# Commercial hood requirements, AGAIN



## jar546 (Apr 28, 2011)

How does your jurisdiction handle situations like this if the IMC applied?


----------



## cda (Apr 28, 2011)

Would say no problem

Is this a snack bar or stop and rob?????


----------



## RJJ (Apr 28, 2011)

Type II hood! No real grease, but appears to have steam,mist and vapor!

How do they clean the surrounding surfaces? Looks like some form of wire?


----------



## jar546 (Apr 28, 2011)

I cannot find one appliance in this vendor's area of an indoor flea market that would require a hood.


----------



## Builder Bob (Apr 28, 2011)

Type II would be a stretch..... but could be required -


----------



## permitguy (Apr 28, 2011)

I'd be more concerned about their electrical installation than I would be about the lack of a hood.


----------



## fatboy (Apr 28, 2011)

sigh..........will look at this weekend.


----------



## Pcinspector1 (Apr 28, 2011)

RJJ, good point how do ya clean the walls, call health department in!

Kitchen GFCI outlets?

Jar i'd pass on the dog n' bun today!

pc1


----------



## jar546 (Apr 28, 2011)

Have not called for electrical inspection yet.  Still waiting on a transformer to get delivered.  GFCI protection a must because they are all kitchens serving food to the public.


----------



## FredK (Apr 28, 2011)

Not sure the Health or Fire Dept would approve.  Electrical would be the main focus unless there's some other cooking unit I'm not seeing.


----------



## globe trekker (Apr 28, 2011)

jar,

I would not require the Type II hood!  I would however, focus on the electrical and

certified,  portable fire extinguishers.   The Health Dept. can / should handle any

type of food prep / serving / refrigeration / cleanliness issues.

If they wash any of the cooking equipment, are there any provisions for capturing

the F.O.G. before they go in to the sanitary sewer lines?

.


----------



## mtlogcabin (Apr 28, 2011)

TABLE 403.3

MINIMUM VENTILATION RATES



Food and beverage service

Bars, ****tail lounges

Cafeteria, fast food

Dining rooms

Kitchens (cooking)b 

b.
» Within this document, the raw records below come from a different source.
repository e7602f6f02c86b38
// src/main.rs

use flowdag::{cli, logging, run};

#[tokio::main]
async fn main() {
    if let Err(err) = run_main().await {
        eprintln!("flowdag error: {err:?}");
        std::process::exit(1);
    }
}

async fn run_main() -> anyhow::Result<()> {
    let args = cli::parse();
    logging::init_logging(args.log_level)?;
    run(args).await
}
Mechanical exhaust required and the recirculation of air from such spaces is prohibited (see Section 403.2.1, Item 3).

A hood may not be required to directly capture the odors and fumes but it does require mechanical ventilation in that area/space.


----------



## TimNY (Apr 28, 2011)

I would not require a hood.  Not sure whether i agree with that or not, but it is what has been handed down from those who control the code in NY.


----------



## fireguy (Apr 28, 2011)

Those appliances are 110V, and the only appliance that might require an exhaust system would be the 2 burner range, and then only if they are cooking grease producing food.  I have an account with the small grille, used to cook hamburgers and there is steam, but no appreciable amount of grease vapor.


----------



## peach (Apr 28, 2011)

this is the finished product Jar?  wow!

Most health departments are looking for a smooth, non absorbent SURFACE so it can be cleaned... I don't know that I'd say the jail bar/re-bar configuration is going to comply with that.
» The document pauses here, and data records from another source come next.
// src/flow/mod.rs

//! Works, flows and the execution-driver interface.
//!
//! A [`Flow`] owns every [`WorkNode`] and [`Task`] plus the global dependency
//! graph. Registration lives in [`build`], the driver calls (`next_runnable`,
//! `mark_*`, `is_done`) in [`driver`], failure reporting in [`report`] and
//! persistence in [`snapshot`].

pub mod build;
pub mod dedup;
pub mod driver;
pub mod finish;
pub mod report;
pub mod snapshot;
pub mod work;

use std::collections::BTreeMap;
use std::fmt;
use std::path::{Path, PathBuf};
use std::sync::Arc;

use serde::{Deserialize, Serialize};

use crate::dag::{DepGraph, Task};
use crate::errors::{FlowError, Result};
use crate::exec::{DefaultJobBuilder, JobBuilder};
use crate::types::{TaskId, TaskKind, WorkId};

pub use dedup::{canonicalize, CanonicalRules, DedupIndex, Fingerprint};
pub use finish::{FinishContext, Finisher, MemberOutputs, MergeRule, OnAllOk, WorkResult};
pub use report::{Blocked, FailureChain, FailureLink, FailureRoot, FlowSummary};
pub use snapshot::{FlowSnapshot, SNAPSHOT_VERSION};
pub use work::{PendingTask, Work, WorkNode};

/// Behaviour switches of a flow.
#[derive(Debug, Clone, Copy, PartialEq, Eq, Default, Serialize, Deserialize)]
pub struct FlowOptions {
    /// Reject, at registration time, edges asking a producer for an artifact
    /// it does not declare.
    #[serde(default)]
    pub eager_artifact_check: bool,
}

/// Top-level collection of works with a global dependency graph.
pub struct Flow {
    pub(crate) workdir: PathBuf,
    pub(crate) options: FlowOptions,
    pub(crate) works: Vec<WorkNode>,
    pub(crate) tasks: Vec<Task>,
    pub(crate) graph: DepGraph,
    default_builder: Arc<dyn JobBuilder>,
    builders: BTreeMap<TaskKind, Arc<dyn JobBuilder>>,
    finishers: BTreeMap<String, Arc<dyn OnAllOk>>,
}

impl fmt::Debug for Flow {
    fn fmt(&self, f: &mut fmt::Formatter<'_>) -> fmt::Result {
        f.debug_struct("Flow")
            .field("workdir", &self.workdir)
            .field("options", &self.options)
            .field("works", &self.works.len())
            .field("tasks", &self.tasks.len())
            .field("finishers", &self.finishers.keys().collect::<Vec<_>>())
            .finish_non_exhaustive()
    }
}

impl Flow {
    pub fn new(workdir: impl Into<PathBuf>) -> Self {
        Self::with_options(workdir, FlowOptions::default())
    }

    pub fn with_options(workdir: impl Into<PathBuf>, options: FlowOptions) -> Self {
        Self {
            workdir: workdir.into(),
            options,
            works: Vec::new(),
            tasks: Vec::new(),
            graph: DepGraph::new(),
            default_builder: Arc::new(DefaultJobBuilder),
            builders: BTreeMap::new(),
            finishers: BTreeMap::new(),
        }
    }

    pub fn workdir(&self) -> &Path {
        &self.workdir
    }

    pub fn options(&self) -> FlowOptions {
        self.options
    }

    /// Use `builder` for every task of `kind` registered from now on.
    pub fn set_builder(&mut self, kind: TaskKind, builder: Arc<dyn JobBuilder>) {
        self.builders.insert(kind, builder);
    }

    /// Make a strategy available to works using `Finisher::Named(name)`.
    pub fn register_finisher(&mut self, name: impl Into<String>, action: Arc<dyn OnAllOk>) {
        self.finishers.insert(name.into(), action);
    }

    pub(crate) fn builder_for(&self, kind: TaskKind) -> &dyn JobBuilder {
        self.builders
            .get(&kind)
            .map(|b| b.as_ref())
            .unwrap_or(self.default_builder.as_ref())
    }

    /// Resolve a work's finishing action.
    pub(crate) fn finisher_of(&self, finisher: &Finisher) -> Option<Arc<dyn OnAllOk>> {
        match finisher {
            Finisher::Named(name) => self.finishers.get(name).cloned(),
            other => Some(Arc::new(other.clone())),
        }
    }

    /// Works whose `Finisher::Named` action has not been registered, with
    /// the missing name. Such a work can only end in a failed aggregation.
    pub fn unregistered_finishers(&self) -> Vec<(WorkId, &str)> {
        self.works
            .iter()
            .filter_map(|w| match w.finisher() {
                Finisher::Named(name) if !self.finishers.contains_key(name) => {
                    Some((w.id(), name.as_str()))
                }
                _ => None,
            })
            .collect()
    }

    pub fn works(&self) -> &[WorkNode] {
        &self.works
    }

    pub fn tasks(&self) -> &[Task] {
        &self.tasks
    }

    pub fn work(&self, id: WorkId) -> Result<&WorkNode> {
        self.works.get(id.0).ok_or(FlowError::UnknownWork(id))
    }

    pub fn task(&self, id: TaskId) -> Result<&Task> {
        self.tasks.get(id.0).ok_or(FlowError::UnknownTask(id))
    }

    pub(crate) fn task_mut(&mut self, id: TaskId) -> Result<&mut Task> {
        self.tasks.get_mut(id.0).ok_or(FlowError::UnknownTask(id))
    }

    /// Directory a task runs in: `<workdir>/w<N>/t<pos>`.
    pub fn task_dir(&self, id: TaskId) -> Result<PathBuf> {
        let task = self.task(id)?;
        Ok(self
            .workdir
            .join(task.work.to_string())
            .join(format!("t{}", task.pos)))
    }

    /// Directory for a work's consolidated artifacts: `<workdir>/w<N>/outdata`.
    pub fn work_outdir(&self, id: WorkId) -> PathBuf {
        self.workdir.join(id.to_string()).join("outdata")
    }

    /// `work.task` style label of a task.
    pub fn qualified_label(&self, id: TaskId) -> String {
        match self.tasks.get(id.0) {
            Some(t) => format!("{}.{}", self.works[t.work.0].label, t.label),
            None => id.to_string(),
        }
    }

    pub fn len_tasks(&self) -> usize {
        self.tasks.len()
    }

    pub fn len_works(&self) -> usize {
        self.works.len()
    }
}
Steam is the biggest byproduct, probably.. I probably wouldn't require a hood of any type.. but it doesn't look done.


----------



## kluth (Apr 29, 2011)

Since the State of Minnesota heavily amends this section, I had to go back and look at the IMC (2006) and would agree that a hood is not required. Minnesota adopts NFPA 96 for Type I hoods and exhaust systems and writes in our own for Type II. We require Type II hoods to be installed where cooking or dishwashing appliances produce heat, steam, or products of combustion and do not produce grease or smoke, such as steamers, kettles, pasta cookers, and dishwashing machines. There are four exceptions. Of particular interest relating to this post are exception 3 & 4. Basically, counter top type appliances rated at 3.7 kW or less are allowed without the hood, as long as the additional heat and moisture loads generated by such appliances are accounted for in the design of the HVAC system. The HVAC system must be able to maintain a maximum relative humidity of 65 % in the space. Here's a link to a pdf file regarding Minnesota Commercial Kitchen Ventilation Guidelines. It is not a code book, but may be helpful to some people regarding the ventilation concerns for kitchen design.
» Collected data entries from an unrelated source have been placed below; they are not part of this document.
pub mod builders;
pub mod fake_executor;

use std::sync::Once;

use flowdag::engine::{CoreRuntime, Runtime, RuntimeEvent, RuntimeOptions};
use flowdag::errors::Result;
use flowdag::flow::Flow;
use tokio::sync::mpsc;
use tracing_subscriber::{fmt, EnvFilter};

use crate::fake_executor::{FakeExecutor, FakeScript};

static INIT: Once = Once::new();

/// Initialise tracing for tests.
///
/// Logs go through `with_test_writer()`, so the harness only shows them for
/// failing tests (or with `-- --nocapture`). Levels come from `FLOWDAG_LOG`,
/// e.g. `FLOWDAG_LOG=debug cargo test`.
pub fn init_tracing() {
    INIT.call_once(|| {
        let filter = EnvFilter::try_from_env("FLOWDAG_LOG")
            .unwrap_or_else(|_| EnvFilter::new("info"));

        fmt()
            .with_env_filter(filter)
            .with_test_writer()
            .with_target(true)
            .init();
    });
}

/// Run a future with a 5-second timeout.
pub async fn with_timeout<F, T>(f: F) -> T
where
    F: std::future::Future<Output = T>,
{
    tokio::time::timeout(std::time::Duration::from_secs(5), f)
        .await
        .expect("Test timed out after 5 seconds")
}

/// Run `flow` to completion through the real runtime loop with a
/// [`FakeExecutor`] following `script`.
///
/// Returns the final flow and the qualified labels in dispatch order.
pub async fn run_with_fake_executor(
    flow: Flow,
    options: RuntimeOptions,
    script: FakeScript,
) -> Result<(Flow, Vec<String>)> {
    let (tx, rx) = mpsc::channel::<RuntimeEvent>(64);
    let executor = FakeExecutor::new(tx, script);
    let executed = executor.executed();

    let runtime = Runtime::new(CoreRuntime::new(flow, options), rx, executor);
    let flow = runtime.run().await?;

    let executed = executed.lock().expect("executed lock poisoned").clone();
    Ok((flow, executed))
}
http://www.mda.state.mn.us/about/divisions/~/media/Files/food/business/ventguide.ashx

Kirk


----------



## rshuey (Apr 29, 2011)

We use the 09 codes, where the term "grease vapors" has been removed. Instead, the code now specifically defines light and medium duty appliances making everything much easier. less gray areas. If the appliance is defined in chapter 2 it needs a hood. Simple as that.


----------



## peach (Apr 30, 2011)

Gotta ask again.. how many standards do  you burden the field inspector with?


----------



## kluth (May 3, 2011)

peach said:
			
		

> Gotta ask again.. how many standards do  you burden the field inspector with?


All of them.


----------



## cda (May 3, 2011)

A BURDENED inspector????

What does that look like??????


----------



## Big Mac (May 3, 2011)

We have had inspectors leave this office with 30-50 inspections for one day.  Does that qualify?


----------



## mtlogcabin (May 3, 2011)

Big Mac said:
			
		

> We have had inspectors leave this office with 30-50 inspections for one day. Does that qualify?


an inspection every 10 to 15 minutes is unrealistic expectations for an inspector.


----------



## Mech (May 6, 2011)

JAR - Just make sure there is adequate ventilation and that storage room should be good to go.  :lol:


----------